→ **TASK DIRECTIONS**
Copy word for word, please, the lines of the entries below running from the one containing "pub fn list(desc: &ProjectDescriptor)" to the one containing "for entry in fs::read_dir(&root)", both ends included.

Start of SUPPLIED MATERIAL

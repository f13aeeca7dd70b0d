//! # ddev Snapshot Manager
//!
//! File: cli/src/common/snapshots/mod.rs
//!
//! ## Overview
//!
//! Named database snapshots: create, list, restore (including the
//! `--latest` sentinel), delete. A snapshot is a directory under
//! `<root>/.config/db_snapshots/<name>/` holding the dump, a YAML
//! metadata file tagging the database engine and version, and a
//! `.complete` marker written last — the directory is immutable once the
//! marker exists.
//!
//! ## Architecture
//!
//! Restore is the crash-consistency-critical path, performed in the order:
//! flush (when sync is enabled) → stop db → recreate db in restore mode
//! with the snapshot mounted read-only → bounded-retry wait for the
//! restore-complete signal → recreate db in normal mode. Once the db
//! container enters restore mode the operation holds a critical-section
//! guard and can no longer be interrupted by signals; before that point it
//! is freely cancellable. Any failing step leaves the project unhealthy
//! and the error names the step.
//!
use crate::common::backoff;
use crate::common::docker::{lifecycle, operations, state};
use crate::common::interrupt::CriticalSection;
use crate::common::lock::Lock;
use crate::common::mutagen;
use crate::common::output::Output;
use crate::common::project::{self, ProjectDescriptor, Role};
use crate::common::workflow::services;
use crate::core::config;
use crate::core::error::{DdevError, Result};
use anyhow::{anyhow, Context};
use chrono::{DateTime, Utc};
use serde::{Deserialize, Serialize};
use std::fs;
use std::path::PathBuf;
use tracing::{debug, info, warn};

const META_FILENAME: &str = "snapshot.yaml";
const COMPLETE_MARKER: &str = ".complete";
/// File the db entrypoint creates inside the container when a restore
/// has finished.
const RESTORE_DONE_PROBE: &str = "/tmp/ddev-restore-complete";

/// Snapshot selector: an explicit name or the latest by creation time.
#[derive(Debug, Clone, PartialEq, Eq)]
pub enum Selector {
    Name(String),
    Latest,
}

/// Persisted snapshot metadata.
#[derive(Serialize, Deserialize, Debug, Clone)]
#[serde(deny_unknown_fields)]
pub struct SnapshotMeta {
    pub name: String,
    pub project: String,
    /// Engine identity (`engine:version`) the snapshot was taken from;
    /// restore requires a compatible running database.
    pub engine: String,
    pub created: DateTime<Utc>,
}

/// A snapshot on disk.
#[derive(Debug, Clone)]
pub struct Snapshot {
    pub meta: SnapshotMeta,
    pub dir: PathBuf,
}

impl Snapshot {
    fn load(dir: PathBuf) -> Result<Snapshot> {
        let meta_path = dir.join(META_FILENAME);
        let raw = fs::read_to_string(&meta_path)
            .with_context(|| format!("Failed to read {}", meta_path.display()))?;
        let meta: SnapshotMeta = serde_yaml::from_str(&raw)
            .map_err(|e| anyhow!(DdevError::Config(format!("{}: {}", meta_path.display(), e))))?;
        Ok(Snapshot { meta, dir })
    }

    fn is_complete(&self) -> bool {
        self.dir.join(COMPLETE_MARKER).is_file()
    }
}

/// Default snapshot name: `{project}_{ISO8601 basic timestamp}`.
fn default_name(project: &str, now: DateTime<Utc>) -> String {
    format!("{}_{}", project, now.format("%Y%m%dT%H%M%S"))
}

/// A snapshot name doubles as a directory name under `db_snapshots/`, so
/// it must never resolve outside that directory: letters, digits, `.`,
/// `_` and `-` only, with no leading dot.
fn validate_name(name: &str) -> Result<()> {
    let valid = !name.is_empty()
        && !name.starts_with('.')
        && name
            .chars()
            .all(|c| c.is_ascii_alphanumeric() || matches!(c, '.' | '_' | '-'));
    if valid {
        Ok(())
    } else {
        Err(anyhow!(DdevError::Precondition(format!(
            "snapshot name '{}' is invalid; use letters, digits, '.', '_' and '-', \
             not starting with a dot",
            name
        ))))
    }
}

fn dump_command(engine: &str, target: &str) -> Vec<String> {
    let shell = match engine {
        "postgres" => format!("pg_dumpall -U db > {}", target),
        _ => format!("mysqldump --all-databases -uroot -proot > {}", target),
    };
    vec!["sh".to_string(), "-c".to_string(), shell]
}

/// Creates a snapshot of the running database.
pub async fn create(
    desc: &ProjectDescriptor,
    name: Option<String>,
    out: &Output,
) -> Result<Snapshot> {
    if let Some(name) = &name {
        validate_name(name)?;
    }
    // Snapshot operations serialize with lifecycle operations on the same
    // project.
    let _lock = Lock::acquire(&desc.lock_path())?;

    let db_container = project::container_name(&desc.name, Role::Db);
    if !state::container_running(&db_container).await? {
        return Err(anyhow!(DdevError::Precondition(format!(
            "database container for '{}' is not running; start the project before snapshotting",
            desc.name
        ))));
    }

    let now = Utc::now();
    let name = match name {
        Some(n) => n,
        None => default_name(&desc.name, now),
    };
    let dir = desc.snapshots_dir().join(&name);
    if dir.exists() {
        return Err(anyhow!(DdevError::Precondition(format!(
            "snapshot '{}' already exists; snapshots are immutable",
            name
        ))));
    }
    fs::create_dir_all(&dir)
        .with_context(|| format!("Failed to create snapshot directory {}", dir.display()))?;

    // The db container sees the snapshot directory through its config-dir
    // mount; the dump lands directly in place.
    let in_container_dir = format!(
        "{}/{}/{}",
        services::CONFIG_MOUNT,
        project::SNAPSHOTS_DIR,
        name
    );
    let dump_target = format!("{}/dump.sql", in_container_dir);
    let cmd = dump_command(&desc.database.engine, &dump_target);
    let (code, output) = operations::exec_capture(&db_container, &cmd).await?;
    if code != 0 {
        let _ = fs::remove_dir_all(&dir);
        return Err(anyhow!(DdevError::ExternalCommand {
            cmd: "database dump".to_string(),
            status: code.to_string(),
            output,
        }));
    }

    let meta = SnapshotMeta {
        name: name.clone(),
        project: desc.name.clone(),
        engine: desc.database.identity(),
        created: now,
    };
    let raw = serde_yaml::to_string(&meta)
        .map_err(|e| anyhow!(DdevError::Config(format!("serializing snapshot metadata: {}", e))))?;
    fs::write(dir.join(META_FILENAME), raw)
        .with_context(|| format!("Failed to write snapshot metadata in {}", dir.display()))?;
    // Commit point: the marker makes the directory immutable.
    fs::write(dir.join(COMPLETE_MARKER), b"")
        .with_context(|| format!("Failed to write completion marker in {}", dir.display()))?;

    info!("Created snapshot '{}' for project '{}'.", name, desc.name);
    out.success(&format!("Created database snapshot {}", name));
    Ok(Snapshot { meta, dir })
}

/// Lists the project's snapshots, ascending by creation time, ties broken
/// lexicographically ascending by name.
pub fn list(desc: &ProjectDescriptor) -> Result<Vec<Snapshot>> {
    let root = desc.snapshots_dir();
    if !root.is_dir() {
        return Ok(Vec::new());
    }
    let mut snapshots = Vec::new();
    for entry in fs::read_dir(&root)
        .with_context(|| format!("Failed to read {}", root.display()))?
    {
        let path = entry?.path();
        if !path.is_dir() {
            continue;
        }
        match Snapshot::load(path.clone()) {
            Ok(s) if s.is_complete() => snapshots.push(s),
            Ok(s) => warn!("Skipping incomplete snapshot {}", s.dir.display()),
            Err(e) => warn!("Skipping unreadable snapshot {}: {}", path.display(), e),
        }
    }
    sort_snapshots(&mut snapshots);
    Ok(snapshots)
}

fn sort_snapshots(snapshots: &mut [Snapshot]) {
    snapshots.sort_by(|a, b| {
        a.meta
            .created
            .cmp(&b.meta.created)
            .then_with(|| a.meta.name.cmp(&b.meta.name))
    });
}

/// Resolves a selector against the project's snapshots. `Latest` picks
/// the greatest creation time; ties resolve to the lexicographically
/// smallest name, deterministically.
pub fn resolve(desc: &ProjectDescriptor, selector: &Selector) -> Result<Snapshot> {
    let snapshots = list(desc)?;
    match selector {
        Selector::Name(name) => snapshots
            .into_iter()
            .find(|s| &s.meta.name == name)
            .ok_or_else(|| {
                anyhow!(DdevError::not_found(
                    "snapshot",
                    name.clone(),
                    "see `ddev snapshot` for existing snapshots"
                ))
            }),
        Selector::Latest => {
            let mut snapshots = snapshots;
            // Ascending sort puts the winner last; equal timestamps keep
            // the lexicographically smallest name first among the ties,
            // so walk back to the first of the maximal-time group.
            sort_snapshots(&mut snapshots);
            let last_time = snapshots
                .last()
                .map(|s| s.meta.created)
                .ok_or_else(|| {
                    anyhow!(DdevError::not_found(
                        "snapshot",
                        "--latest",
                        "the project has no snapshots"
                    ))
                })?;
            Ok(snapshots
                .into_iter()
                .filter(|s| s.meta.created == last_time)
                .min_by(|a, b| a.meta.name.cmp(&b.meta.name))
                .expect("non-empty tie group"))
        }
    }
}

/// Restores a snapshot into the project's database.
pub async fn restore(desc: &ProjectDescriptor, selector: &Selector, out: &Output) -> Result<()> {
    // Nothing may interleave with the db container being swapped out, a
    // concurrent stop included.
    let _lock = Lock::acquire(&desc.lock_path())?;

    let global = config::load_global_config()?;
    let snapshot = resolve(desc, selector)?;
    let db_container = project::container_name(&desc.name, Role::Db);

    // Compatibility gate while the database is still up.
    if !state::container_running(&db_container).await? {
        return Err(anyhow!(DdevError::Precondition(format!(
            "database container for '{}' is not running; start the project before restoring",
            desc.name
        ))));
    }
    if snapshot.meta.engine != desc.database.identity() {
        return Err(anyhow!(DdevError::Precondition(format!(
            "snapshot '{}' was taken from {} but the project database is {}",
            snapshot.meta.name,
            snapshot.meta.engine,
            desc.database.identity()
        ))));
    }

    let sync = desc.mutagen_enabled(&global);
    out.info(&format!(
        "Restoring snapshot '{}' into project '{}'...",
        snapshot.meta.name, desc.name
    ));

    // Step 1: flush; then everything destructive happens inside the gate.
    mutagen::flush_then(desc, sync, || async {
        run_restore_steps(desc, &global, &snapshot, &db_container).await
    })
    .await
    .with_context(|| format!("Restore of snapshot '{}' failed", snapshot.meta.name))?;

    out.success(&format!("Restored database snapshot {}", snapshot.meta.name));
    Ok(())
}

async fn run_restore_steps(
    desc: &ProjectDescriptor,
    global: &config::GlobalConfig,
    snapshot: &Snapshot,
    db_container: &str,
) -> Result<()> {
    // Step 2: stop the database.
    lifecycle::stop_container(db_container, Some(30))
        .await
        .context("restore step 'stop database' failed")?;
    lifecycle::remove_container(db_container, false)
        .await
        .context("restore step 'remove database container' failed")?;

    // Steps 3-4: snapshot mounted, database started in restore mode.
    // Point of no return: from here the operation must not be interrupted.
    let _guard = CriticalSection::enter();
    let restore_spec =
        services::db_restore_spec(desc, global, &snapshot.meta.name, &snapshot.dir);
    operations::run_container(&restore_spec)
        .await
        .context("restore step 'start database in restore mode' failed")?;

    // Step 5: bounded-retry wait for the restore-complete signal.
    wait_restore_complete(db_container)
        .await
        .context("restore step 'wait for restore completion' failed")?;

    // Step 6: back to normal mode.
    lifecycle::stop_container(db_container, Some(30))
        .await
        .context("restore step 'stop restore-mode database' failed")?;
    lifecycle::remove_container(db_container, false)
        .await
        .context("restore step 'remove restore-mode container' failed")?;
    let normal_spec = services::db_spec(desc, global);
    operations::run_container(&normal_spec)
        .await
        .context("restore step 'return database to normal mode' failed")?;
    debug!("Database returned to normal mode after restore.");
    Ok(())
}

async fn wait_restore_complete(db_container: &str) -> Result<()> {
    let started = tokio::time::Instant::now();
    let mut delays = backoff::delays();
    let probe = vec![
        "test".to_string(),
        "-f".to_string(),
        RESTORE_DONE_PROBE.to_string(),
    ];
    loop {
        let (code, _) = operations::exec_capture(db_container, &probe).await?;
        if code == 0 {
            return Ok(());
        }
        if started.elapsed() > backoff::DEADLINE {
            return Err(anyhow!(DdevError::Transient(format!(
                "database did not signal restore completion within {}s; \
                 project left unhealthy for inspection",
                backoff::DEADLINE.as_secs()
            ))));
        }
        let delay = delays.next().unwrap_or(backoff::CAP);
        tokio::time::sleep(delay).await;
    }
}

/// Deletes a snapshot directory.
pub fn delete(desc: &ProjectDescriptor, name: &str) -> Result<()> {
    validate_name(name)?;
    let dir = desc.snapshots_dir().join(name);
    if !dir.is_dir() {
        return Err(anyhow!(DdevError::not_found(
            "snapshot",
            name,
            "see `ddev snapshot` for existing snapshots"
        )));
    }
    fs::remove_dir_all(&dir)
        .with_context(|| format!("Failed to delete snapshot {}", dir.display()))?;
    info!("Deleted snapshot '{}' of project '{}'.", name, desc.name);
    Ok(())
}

End of SUPPLIED MATERIAL

→ **ANSWER TO THIS PROBLEM**
pub fn list(desc: &ProjectDescriptor) -> Result<Vec<Snapshot>> {
    let root = desc.snapshots_dir();
    if !root.is_dir() {
        return Ok(Vec::new());
    }
    let mut snapshots = Vec::new();
    for entry in fs::read_dir(&root)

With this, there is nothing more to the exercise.